Dorchester Center, MA 02124
Taiwan hardware maker Zyxel has said that there is no plan to publish a patch for two actively absorbed weakness that affects thousands of potential customers.
Humpty Detective Startup Grenzoise Careful A critical-rated zero-day weakness that affects zyxel routers by the end of last month is being actively exploited. Grenayes said that the defects allow the attackers to enforce volunteer commands on infected devices, causing the system to be negotiated, data expression or network infiltration.
The threat intelligence agency Volunkek discovered these weaknesses in July last year and told Zyxel the following month, according to Grenoyes, however, manufacturers have not yet been patch or formally released.
A Adviser This week, Zyxel said that it has recently become aware of the “two weaknesses”-now formally tracked as CVE-2024-40890 and CVE -2024-40891-which has said that it affects multiple life products.
The agency claimed that the flaws were not reported by Volunc and said that it was first aware of them on January 29, a day after grenayes informed of active exploitation.
Zixel, Whose devices are used by more than 1 million businessSays these bugs are “inherited products that affect the product that reaches the end of life [EOL] There are no plans to publish it to fix the patchs for years. Instead, the company is advising customers to replace poor routers with “new generation products for optimal protection”.
In A blog post on TuesdayVolchec has noted that the affected devices are not listed on the EOL page of the Zyxel and have said that some of the affected models are still available for purchase through Amazon, which confirmed TechCrunch.

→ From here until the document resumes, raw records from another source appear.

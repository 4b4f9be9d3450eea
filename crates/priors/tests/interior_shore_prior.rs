//! End-to-end runs of the interior shore-proximity prior on synthetic data.

mod common;

use approx::assert_relative_eq;
use common::{code, data_tree, onshore_shapes};
use geo::{Area, Contains};
use geo_types::point;
use priorgen::procedures::{complement_geometry, union_shapes};
use priorgen::{create_interior_shore_proximity_prior, get_shapes, InteriorShoreConfig, Side};
use priorgen_core::io::{find_metadata, read_geotiff, read_geotiff_metadata};
use priorgen_core::{CoordTransform, Raster, CRS};

fn config() -> InteriorShoreConfig {
    InteriorShoreConfig {
        countries: vec![code("LU")],
        pixel_size: 1000.0,
        ..InteriorShoreConfig::default()
    }
}

#[test]
fn complement_is_frame_minus_onshore_union() {
    let shapes = get_shapes(&onshore_shapes(), &[code("LU")], Side::Onshore, None).unwrap();
    let onshore = union_shapes(&shapes).unwrap();

    let config = InteriorShoreConfig {
        complement_epsg: 4326,
        ..config()
    };
    let complement = complement_geometry(&onshore, &config).unwrap();
    let sea = complement.to_multi_polygon();

    assert_eq!(complement.crs, CRS::wgs84());
    // 60° x 45° frame minus the 0.4° x 0.3° country
    assert_relative_eq!(sea.unsigned_area(), 2700.0 - 0.12, epsilon = 1e-6);
    assert!(!sea.contains(&point!(x: 10.0, y: 52.0)));
    assert!(sea.contains(&point!(x: 0.0, y: 40.0)));
}

#[test]
fn complement_defaults_to_web_mercator() {
    let shapes = get_shapes(&onshore_shapes(), &[code("LU")], Side::Onshore, None).unwrap();
    let onshore = union_shapes(&shapes).unwrap();

    let complement = complement_geometry(&onshore, &config()).unwrap();
    assert_eq!(complement.crs, CRS::web_mercator());
}

#[test]
fn border_pixels_are_classified() {
    let (dir, ctx) = data_tree("1700000000");
    let path = create_interior_shore_proximity_prior(&ctx, &onshore_shapes(), &config(), None).unwrap();

    assert_eq!(path.file_name().unwrap(), "interior_shore_proximity.1700000000_00000.tif");
    assert!(path.starts_with(dir.path()));

    let prior: Raster<u8> = read_geotiff(&path, None).unwrap();
    assert_eq!(prior.crs(), Some(&CRS::laea_europe()));
    assert_eq!(prior.cell_size(), 1000.0);

    let counts = prior.value_counts();
    assert!(counts.keys().all(|&v| matches!(v, 0..=4 | 254 | 255)), "{counts:?}");
    assert!(counts.range(0..=4).map(|(_, n)| n).sum::<usize>() > 0);

    // the centre of the country is more than 1500 m from the sea
    let to_laea = CoordTransform::new(&CRS::wgs84(), &CRS::laea_europe()).unwrap();
    let (x, y) = to_laea.transform(10.0, 52.0);
    assert_eq!(prior.sample(x, y), Some(254));

    // walking in from the western border the class never drops
    let (row, centre_col) = prior
        .transform()
        .pixel_at(x, y, prior.rows(), prior.cols())
        .unwrap();
    let walk: Vec<u8> = (0..=centre_col)
        .map(|col| prior.get(row, col).unwrap())
        .filter(|&v| v != 255)
        .collect();
    assert!(walk.windows(2).all(|w| w[0] <= w[1]), "{walk:?}");
}

#[test]
fn metadata_describes_the_prior() {
    let (_dir, ctx) = data_tree("1");
    let path = create_interior_shore_proximity_prior(&ctx, &onshore_shapes(), &config(), None).unwrap();
    let meta = read_geotiff_metadata(&path).unwrap();

    assert_eq!(find_metadata(&meta, "DISPLAY_NAME"), Some("interior_shore_proximity"));
    assert_eq!(find_metadata(&meta, "SOURCE"), Some("NaturalEarth"));
    assert_eq!(
        find_metadata(&meta, "DESCRIPTION"),
        Some("Indicates pixels which are less-than or equal-to X meters from shore inside shore")
    );
    assert_eq!(find_metadata(&meta, "DISTANCES"), Some("[100.0,250.0,500.0,1000.0,1500.0]"));
    assert_eq!(find_metadata(&meta, "FEATURE_ID"), Some("0"));
}

#[test]
fn inspect_writes_preview_and_shapes_are_not_saved() {
    let (dir, ctx) = data_tree("1");
    let preview = dir.path().join("complement.svg");

    create_interior_shore_proximity_prior(&ctx, &onshore_shapes(), &config(), Some(&preview)).unwrap();

    assert!(std::fs::read_to_string(&preview).unwrap().contains("<path"));
    assert!(!ctx.shapes_cache.exists());
}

“Although these systems are out of age and seemingly out of support, they remain very relevant because of their continuous use of the world and sustainable interest from the invaders,” said Volunkek CTO Jacob Bines.
Accordingly SensoryA search engine for internet -off things devices and internet resources, about 1,500 weak devices are open on the Internet.
In an update last week, Grennies said that it was observed with the detected boats with Mirai, using one of the zyxel weaknesses, it implies that it was being used in large -scale attacks.
Zixel spokesman Birgit Larsen did not respond to multiple requests for TechCrunch for the comment.